- WHAT YOU HAVE TO DO -
Below are records; copy every line among them that contains the word "ignored".

RAW DATA Block Start

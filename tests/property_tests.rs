//! Property-based tests for the round-trip law `decode(encode(u)) == u`.

use std::num::NonZeroU64;

use indexmap::IndexMap;
use json_schema_union::{
    ArraySchema, BooleanSchema, Bound, EnumSchema, IntegerSchema, NullSchema, NumberSchema, ObjectSchema,
    Pattern, Schema, SchemaKind, SchemaType, StringSchema,
};
use proptest::prelude::*;
use serde_json::Value;

fn description() -> impl Strategy<Value = Option<String>> {
    proptest::option::of("\\PC{0,24}")
}

fn finite() -> impl Strategy<Value = f64> {
    any::<f64>().prop_filter("JSON has no NaN or infinity", |f| f.is_finite())
}

/// Any finite float, plus integers too wide for an `f64` mantissa.
fn bound() -> impl Strategy<Value = Option<Bound>> {
    proptest::option::of(prop_oneof![
        finite().prop_map(|f| Bound::from_f64(f).expect("finite")),
        any::<i64>().prop_map(Bound::from),
        any::<u64>().prop_map(Bound::from),
    ])
}

fn divisor() -> impl Strategy<Value = Option<Bound>> {
    proptest::option::of(prop_oneof![
        finite().prop_filter("positive", |f| *f > 0.0).prop_map(|f| Bound::from_f64(f).expect("finite")),
        (1u64..=u64::MAX).prop_map(Bound::from),
    ])
}

fn scalar_value() -> impl Strategy<Value = Value> {
    prop_oneof![
        Just(Value::Null),
        any::<bool>().prop_map(Value::from),
        any::<i64>().prop_map(Value::from),
        "[a-z]{0,8}".prop_map(Value::from),
    ]
}

fn leaf_kind() -> impl Strategy<Value = SchemaKind> {
    prop_oneof![
        Just(SchemaKind::from(BooleanSchema {})),
        Just(SchemaKind::from(NullSchema {})),
        proptest::collection::vec(scalar_value(), 1..5).prop_map(|v| SchemaKind::from(EnumSchema::new(v))),
        (
            proptest::option::of(any::<i64>()),
            proptest::option::of(any::<i64>()),
            proptest::option::of(1u64..1000).prop_map(|m| m.and_then(NonZeroU64::new)),
        )
            .prop_map(|(minimum, maximum, multiple_of)| {
                SchemaKind::from(IntegerSchema { minimum, maximum, multiple_of, ..Default::default() })
            }),
        (bound(), bound(), bound(), bound(), divisor()).prop_map(
            |(minimum, maximum, exclusive_minimum, exclusive_maximum, multiple_of)| {
                SchemaKind::from(NumberSchema { minimum, maximum, exclusive_minimum, exclusive_maximum, multiple_of })
            }
        ),
        (
            proptest::option::of(0u64..100),
            proptest::option::of(prop::sample::select(vec!["^a+$", "[0-9]{3}", "^(x|y)*z?$", "\\w+@\\w+"])),
            proptest::option::of(prop::sample::select(vec!["uri", "email", "date-time"])),
        )
            .prop_map(|(min_length, pattern, format)| {
                SchemaKind::from(StringSchema {
                    min_length,
                    max_length: None,
                    pattern: pattern.map(|p| Pattern::new(p).expect("fixed patterns compile")),
                    format: format.map(str::to_string),
                })
            }),
    ]
}

fn with_description(kind: SchemaKind, description: Option<String>) -> Schema {
    let schema = Schema::new(kind);
    match description {
        Some(d) => schema.with_description(d),
        None => schema,
    }
}

fn schema() -> impl Strategy<Value = Schema> {
    let leaf = (leaf_kind(), description()).prop_map(|(k, d)| with_description(k, d));
    leaf.prop_recursive(3, 32, 4, |inner| {
        prop_oneof![
            (
                proptest::option::of(inner.clone()),
                proptest::option::of(0u64..10),
                proptest::option::of(any::<bool>()),
                description(),
            )
                .prop_map(|(items, min_items, unique_items, d)| {
                    let array = ArraySchema { items: items.map(Box::new), min_items, max_items: None, unique_items };
                    with_description(array.into(), d)
                }),
            (
                proptest::option::of(proptest::collection::vec(("[a-z]{1,6}", inner), 0..4)),
                proptest::option::of(proptest::collection::vec("[a-z]{1,6}", 0..3)),
                proptest::option::of(any::<bool>()),
                description(),
            )
                .prop_map(|(properties, required, additional_properties, d)| {
                    let object = ObjectSchema {
                        properties: properties.map(|p| p.into_iter().collect::<IndexMap<_, _>>()),
                        required,
                        additional_properties,
                    };
                    with_description(object.into(), d)
                }),
        ]
    })
}

proptest! {
    #[test]
    fn prop_value_round_trip(s in schema()) {
        let doc = s.to_value().unwrap();
        prop_assert_eq!(Schema::from_value(&doc).unwrap(), s);
    }

    #[test]
    fn prop_text_round_trip(s in schema()) {
        let text = s.to_json_string().unwrap();
        let back: Schema = text.parse().unwrap();
        prop_assert_eq!(back, s);
    }

    #[test]
    fn prop_enum_never_encodes_type(s in schema()) {
        let doc = s.to_document().unwrap();
        prop_assert_eq!(doc.contains_key("type"), s.schema_type() != SchemaType::Enum);
    }

    #[test]
    fn prop_document_round_trip(s in schema()) {
        // encode(decode(doc)) == doc once doc is in encoded form
        let doc = s.to_value().unwrap();
        let again = Schema::from_value(&doc).unwrap().to_value().unwrap();
        prop_assert_eq!(again, doc);
    }

    #[test]
    fn prop_wide_integer_literals_round_trip(n in (1u64 << 53)..=u64::MAX, m in i64::MIN..-(1i64 << 53)) {
        let text = format!(r#"{{"type":"number","minimum":{m},"maximum":{n},"multipleOf":{n}}}"#);
        let schema: Schema = text.parse().unwrap();
        prop_assert_eq!(schema.to_json_string().unwrap(), text);
    }
}
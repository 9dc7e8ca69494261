//! Fixture runner: `fixtures/valid` must decode and re-encode unchanged,
//! `fixtures/invalid` must fail to decode.
//!
//! Usage: `dev-test-runner [NAME_REGEX]`
use std::path::{Path, PathBuf};
use std::process::ExitCode;

use colored::Colorize;
use json_schema_union::Schema;
use regex::Regex;
use serde_json::Value;

#[derive(Debug, Clone, Copy)]
enum Expect {
    RoundTrip,
    Reject,
}

fn fixtures_root() -> PathBuf {
    Path::new(env!("CARGO_MANIFEST_DIR")).join("..").join("fixtures")
}

fn list_fixtures(dir: &Path, filter: Option<&Regex>) -> std::io::Result<Vec<PathBuf>> {
    let mut out = Vec::new();
    for entry in std::fs::read_dir(dir)? {
        let path = entry?.path();
        if path.extension().is_none_or(|ext| ext != "json") {
            continue;
        }
        let name = path.file_name().map(|n| n.to_string_lossy().to_string()).unwrap_or_default();
        if filter.is_some_and(|rx| !rx.is_match(&name)) {
            continue;
        }
        out.push(path);
    }
    out.sort();
    Ok(out)
}

fn run_one(path: &Path, expect: Expect) -> Result<String, String> {
    let bytes = std::fs::read(path).map_err(|e| format!("read failed: {e}"))?;
    let decoded = Schema::from_bytes(&bytes);
    match (expect, decoded) {
        (Expect::Reject, Err(error)) => Ok(format!("rejected: {error}")),
        (Expect::Reject, Ok(schema)) => Err(format!("decoded as {} but should fail", schema.schema_type())),
        (Expect::RoundTrip, Err(error)) => Err(format!("decode failed: {error}")),
        (Expect::RoundTrip, Ok(schema)) => {
            let original: Value = serde_json::from_slice(&bytes).map_err(|e| e.to_string())?;
            let encoded = schema.to_value().map_err(|e| format!("encode failed: {e}"))?;
            if encoded != original {
                return Err(format!("re-encoded document differs:\n  in:  {original}\n  out: {encoded}"));
            }
            let again = Schema::from_value(&encoded).map_err(|e| format!("re-decode failed: {e}"))?;
            if again != schema {
                return Err("decode(encode(schema)) != schema".to_string());
            }
            Ok(schema.schema_type().to_string())
        }
    }
}

fn main() -> ExitCode {
    let filter = match std::env::args().nth(1).map(|src| Regex::new(&src)).transpose() {
        Ok(x) => x,
        Err(error) => {
            eprintln!("invalid filter regex: {error}");
            return ExitCode::from(2);
        }
    };
    let root = fixtures_root();
    let mut passed = 0usize;
    let mut failed = 0usize;
    for (sub, expect) in [("valid", Expect::RoundTrip), ("invalid", Expect::Reject)] {
        let fixtures = match list_fixtures(&root.join(sub), filter.as_ref()) {
            Ok(x) => x,
            Err(error) => {
                eprintln!("failed to list {sub} fixtures: {error}");
                return ExitCode::from(2);
            }
        };
        for path in fixtures {
            let name = path.display();
            match run_one(&path, expect) {
                Ok(note) => {
                    passed += 1;
                    eprintln!("✅ {name} {}", note.dimmed());
                }
                Err(reason) => {
                    failed += 1;
                    eprintln!("❌ {name}: {}", reason.red());
                }
            }
        }
    }
    eprintln!("—— {passed} passed, {failed} failed ——");
    if failed == 0 { ExitCode::SUCCESS } else { ExitCode::FAILURE }
}
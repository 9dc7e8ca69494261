use serde::de::DeserializeOwned;
use serde_json::Value;

use crate::error::DecodeError;

/// A deserialization failure together with the JSON path it happened at.
#[derive(Debug, Clone, PartialEq, Eq)]
pub struct PathError {
    pub path: String,
    pub message: String,
}

/// Deserialize a borrowed document with JSON-path context in errors.
pub fn from_value_with_path<T: DeserializeOwned>(doc: &Value) -> Result<T, PathError> {
    match serde_path_to_error::deserialize::<_, T>(doc) {
        Ok(v) => Ok(v),
        Err(err) => {
            let path = err.path().to_string();
            Err(PathError { path, message: err.into_inner().to_string() })
        }
    }
}

/// Raw bytes → document. UTF-8 is checked before any JSON parsing happens.
pub fn document_from_slice(bytes: &[u8]) -> Result<Value, DecodeError> {
    let text = std::str::from_utf8(bytes)?;
    document_from_str(text)
}

pub fn document_from_str(text: &str) -> Result<Value, DecodeError> {
    serde_json::from_str::<Value>(text).map_err(DecodeError::Syntax)
}
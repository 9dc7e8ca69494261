//! The schema union: one value, exactly one of eight JSON Schema kinds.
//!
//! Decoding is discriminate-then-dispatch:
//! 1. resolve the [`SchemaType`] from the document ([`resolve_schema_type`]),
//! 2. read the optional `description`,
//! 3. hand the *same* document to the selected kind's [`Payload`] decoder.
//!
//! Encoding mirrors it, except that enumerations never write `type`: the enum
//! payload writes its own `enum` keyword, which is what decoding keys on.
use std::fmt;
use std::str::FromStr;

use serde::{Deserialize, Deserializer, Serialize, Serializer};
use serde_json::{Map, Value};

use crate::error::{DecodeError, DecodeResult, EncodeResult};
use crate::kinds::{
    ArraySchema, BooleanSchema, EnumSchema, IntegerSchema, NullSchema, NumberSchema,
    ObjectSchema, Payload, StringSchema,
};
use crate::path_de;

pub const TYPE_KEY: &str = "type";
pub const DESCRIPTION_KEY: &str = "description";
pub const ENUM_KEY: &str = "enum";

// ————————————————————————————————————————————————————————————————————————————
// DISCRIMINANT
// ————————————————————————————————————————————————————————————————————————————

#[derive(Debug, Clone, Copy, PartialEq, Eq, Hash, PartialOrd, Ord)]
pub enum SchemaType {
    Array,
    Boolean,
    Enum,
    Integer,
    Null,
    Number,
    Object,
    String,
}

impl SchemaType {
    pub const ALL: [SchemaType; 8] = [
        SchemaType::Array,
        SchemaType::Boolean,
        SchemaType::Enum,
        SchemaType::Integer,
        SchemaType::Null,
        SchemaType::Number,
        SchemaType::Object,
        SchemaType::String,
    ];

    pub fn name(self) -> &'static str {
        match self {
            SchemaType::Array => "array",
            SchemaType::Boolean => "boolean",
            SchemaType::Enum => "enum",
            SchemaType::Integer => "integer",
            SchemaType::Null => "null",
            SchemaType::Number => "number",
            SchemaType::Object => "object",
            SchemaType::String => "string",
        }
    }

    /// The wire value of the `type` field. `None` for [`SchemaType::Enum`],
    /// which is signaled by the presence of an `enum` key instead.
    pub fn type_literal(self) -> Option<&'static str> {
        match self {
            SchemaType::Enum => None,
            other => Some(other.name()),
        }
    }

    /// Inverse of [`SchemaType::type_literal`]. `"enum"` is not a `type` value.
    pub fn from_type_literal(literal: &str) -> Option<Self> {
        match literal {
            "array" => Some(SchemaType::Array),
            "boolean" => Some(SchemaType::Boolean),
            "integer" => Some(SchemaType::Integer),
            "null" => Some(SchemaType::Null),
            "number" => Some(SchemaType::Number),
            "object" => Some(SchemaType::Object),
            "string" => Some(SchemaType::String),
            _ => None,
        }
    }
}

impl fmt::Display for SchemaType {
    fn fmt(&self, f: &mut fmt::Formatter<'_>) -> fmt::Result {
        f.write_str(self.name())
    }
}

/// Decide which kind a schema document describes.
///
/// Priority order:
/// 1. an `enum` key forces [`SchemaType::Enum`], whatever `type` says;
/// 2. otherwise `type` must hold one of the seven type literals.
pub fn resolve_schema_type(doc: &Map<String, Value>) -> DecodeResult<SchemaType> {
    if doc.contains_key(ENUM_KEY) {
        if let Some(ignored) = doc.get(TYPE_KEY) {
            tracing::debug!(%ignored, "`enum` keyword present; ignoring `type`");
        }
        return Ok(SchemaType::Enum);
    }
    match doc.get(TYPE_KEY) {
        None => Err(DecodeError::MissingDiscriminant),
        Some(Value::String(literal)) => SchemaType::from_type_literal(literal).ok_or_else(|| {
            DecodeError::UnrecognizedDiscriminant { found: format!("{literal:?}") }
        }),
        Some(other) => Err(DecodeError::UnrecognizedDiscriminant { found: other.to_string() }),
    }
}

// ————————————————————————————————————————————————————————————————————————————
// UNION
// ————————————————————————————————————————————————————————————————————————————

/// The populated payload. One variant per kind, so exactly one slot exists.
#[derive(Debug, Clone, PartialEq, Eq)]
pub enum SchemaKind {
    Array(ArraySchema),
    Boolean(BooleanSchema),
    Enum(EnumSchema),
    Integer(IntegerSchema),
    Null(NullSchema),
    Number(NumberSchema),
    Object(ObjectSchema),
    String(StringSchema),
}

impl SchemaKind {
    pub fn schema_type(&self) -> SchemaType {
        match self {
            SchemaKind::Array(_) => SchemaType::Array,
            SchemaKind::Boolean(_) => SchemaType::Boolean,
            SchemaKind::Enum(_) => SchemaType::Enum,
            SchemaKind::Integer(_) => SchemaType::Integer,
            SchemaKind::Null(_) => SchemaType::Null,
            SchemaKind::Number(_) => SchemaType::Number,
            SchemaKind::Object(_) => SchemaType::Object,
            SchemaKind::String(_) => SchemaType::String,
        }
    }

    fn decode(schema_type: SchemaType, doc: &Value) -> DecodeResult<Self> {
        Ok(match schema_type {
            SchemaType::Array => SchemaKind::Array(ArraySchema::decode(doc)?),
            SchemaType::Boolean => SchemaKind::Boolean(BooleanSchema::decode(doc)?),
            SchemaType::Enum => SchemaKind::Enum(EnumSchema::decode(doc)?),
            SchemaType::Integer => SchemaKind::Integer(IntegerSchema::decode(doc)?),
            SchemaType::Null => SchemaKind::Null(NullSchema::decode(doc)?),
            SchemaType::Number => SchemaKind::Number(NumberSchema::decode(doc)?),
            SchemaType::Object => SchemaKind::Object(ObjectSchema::decode(doc)?),
            SchemaType::String => SchemaKind::String(StringSchema::decode(doc)?),
        })
    }

    fn encode(&self, doc: &mut Map<String, Value>) -> EncodeResult<()> {
        match self {
            SchemaKind::Array(payload) => payload.encode(doc),
            SchemaKind::Boolean(payload) => payload.encode(doc),
            SchemaKind::Enum(payload) => payload.encode(doc),
            SchemaKind::Integer(payload) => payload.encode(doc),
            SchemaKind::Null(payload) => payload.encode(doc),
            SchemaKind::Number(payload) => payload.encode(doc),
            SchemaKind::Object(payload) => payload.encode(doc),
            SchemaKind::String(payload) => payload.encode(doc),
        }
    }
}

macro_rules! kind_from_payload {
    ($($payload:ty => $variant:ident),* $(,)?) => {
        $(
            impl From<$payload> for SchemaKind {
                fn from(payload: $payload) -> Self { SchemaKind::$variant(payload) }
            }
        )*
    };
}

kind_from_payload! {
    ArraySchema => Array,
    BooleanSchema => Boolean,
    EnumSchema => Enum,
    IntegerSchema => Integer,
    NullSchema => Null,
    NumberSchema => Number,
    ObjectSchema => Object,
    StringSchema => String,
}

/// A JSON Schema document of exactly one kind, plus an optional description.
///
/// Immutable once built; construct with [`Schema::new`] or decode one.
///
/// ```
/// use json_schema_union::{Schema, SchemaType};
///
/// let schema: Schema = r#"{"type":"integer","description":"age"}"#.parse().unwrap();
/// assert_eq!(schema.schema_type(), SchemaType::Integer);
/// assert_eq!(schema.description(), Some("age"));
/// ```
#[derive(Debug, Clone, PartialEq, Eq)]
pub struct Schema {
    description: Option<String>,
    kind: SchemaKind,
}

impl Schema {
    pub fn new(kind: impl Into<SchemaKind>) -> Self {
        Self { description: None, kind: kind.into() }
    }

    pub fn with_description(self, description: impl Into<String>) -> Self {
        Self { description: Some(description.into()), ..self }
    }

    pub fn schema_type(&self) -> SchemaType {
        self.kind.schema_type()
    }
    pub fn description(&self) -> Option<&str> {
        self.description.as_deref()
    }
    pub fn kind(&self) -> &SchemaKind {
        &self.kind
    }
    pub fn into_kind(self) -> SchemaKind {
        self.kind
    }

    pub fn as_array(&self) -> Option<&ArraySchema> {
        match &self.kind { SchemaKind::Array(x) => Some(x), _ => None }
    }
    pub fn as_boolean(&self) -> Option<&BooleanSchema> {
        match &self.kind { SchemaKind::Boolean(x) => Some(x), _ => None }
    }
    pub fn as_enum(&self) -> Option<&EnumSchema> {
        match &self.kind { SchemaKind::Enum(x) => Some(x), _ => None }
    }
    pub fn as_integer(&self) -> Option<&IntegerSchema> {
        match &self.kind { SchemaKind::Integer(x) => Some(x), _ => None }
    }
    pub fn as_null(&self) -> Option<&NullSchema> {
        match &self.kind { SchemaKind::Null(x) => Some(x), _ => None }
    }
    pub fn as_number(&self) -> Option<&NumberSchema> {
        match &self.kind { SchemaKind::Number(x) => Some(x), _ => None }
    }
    pub fn as_object(&self) -> Option<&ObjectSchema> {
        match &self.kind { SchemaKind::Object(x) => Some(x), _ => None }
    }
    pub fn as_string(&self) -> Option<&StringSchema> {
        match &self.kind { SchemaKind::String(x) => Some(x), _ => None }
    }

    // -------------------------------- Decode -------------------------------- //

    /// Decode a parsed JSON document.
    pub fn from_value(doc: &Value) -> DecodeResult<Self> {
        let Value::Object(map) = doc else {
            return Err(DecodeError::NotAnObject { found: json_kind_name(doc) });
        };
        let schema_type = resolve_schema_type(map)?;
        tracing::trace!(kind = %schema_type, "resolved schema discriminant");
        let description = match map.get(DESCRIPTION_KEY) {
            None => None,
            Some(Value::String(s)) => Some(s.clone()),
            Some(other) => {
                return Err(DecodeError::InvalidDescription { found: other.to_string() });
            }
        };
        let kind = SchemaKind::decode(schema_type, doc)?;
        Ok(Self { description, kind })
    }

    /// Decode raw bytes: UTF-8 check, then JSON syntax, then [`Schema::from_value`].
    pub fn from_bytes(bytes: &[u8]) -> DecodeResult<Self> {
        let doc = path_de::document_from_slice(bytes)?;
        Self::from_value(&doc)
    }

    // -------------------------------- Encode -------------------------------- //

    /// Encode into a JSON object: `type` (never for enums), `description`,
    /// then the payload's own keys.
    pub fn to_document(&self) -> EncodeResult<Map<String, Value>> {
        let schema_type = self.schema_type();
        tracing::trace!(kind = %schema_type, "encoding schema");
        let mut doc = Map::new();
        if let Some(literal) = schema_type.type_literal() {
            doc.insert(TYPE_KEY.to_string(), Value::from(literal));
        }
        if let Some(description) = &self.description {
            doc.insert(DESCRIPTION_KEY.to_string(), Value::from(description.clone()));
        }
        self.kind.encode(&mut doc)?;
        Ok(doc)
    }

    pub fn to_value(&self) -> EncodeResult<Value> {
        self.to_document().map(Value::Object)
    }

    pub fn to_json_string(&self) -> EncodeResult<String> {
        Ok(self.to_value()?.to_string())
    }

    /// Same document as [`Self::to_json_string`], indented. Only the schema
    /// encode itself can fail.
    pub fn to_json_string_pretty(&self) -> EncodeResult<String> {
        Ok(format!("{:#}", self.to_value()?))
    }
}

impl FromStr for Schema {
    type Err = DecodeError;

    fn from_str(text: &str) -> DecodeResult<Self> {
        let doc = path_de::document_from_str(text)?;
        Self::from_value(&doc)
    }
}

impl Serialize for Schema {
    fn serialize<S: Serializer>(&self, serializer: S) -> Result<S::Ok, S::Error> {
        let doc = self.to_document().map_err(serde::ser::Error::custom)?;
        doc.serialize(serializer)
    }
}

impl<'de> Deserialize<'de> for Schema {
    fn deserialize<D: Deserializer<'de>>(deserializer: D) -> Result<Self, D::Error> {
        let doc = Value::deserialize(deserializer)?;
        Schema::from_value(&doc).map_err(serde::de::Error::custom)
    }
}

fn json_kind_name(v: &Value) -> &'static str {
    match v {
        Value::Null => "null",
        Value::Bool(_) => "a boolean",
        Value::Number(_) => "a number",
        Value::String(_) => "a string",
        Value::Array(_) => "an array",
        Value::Object(_) => "an object",
    }
}

// ------------------------------- Tests ------------------------------------ //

RAW DATA Block End

- TASK RESPONSE -
        if let Some(ignored) = doc.get(TYPE_KEY) {
            tracing::debug!(%ignored, "`enum` keyword present; ignoring `type`");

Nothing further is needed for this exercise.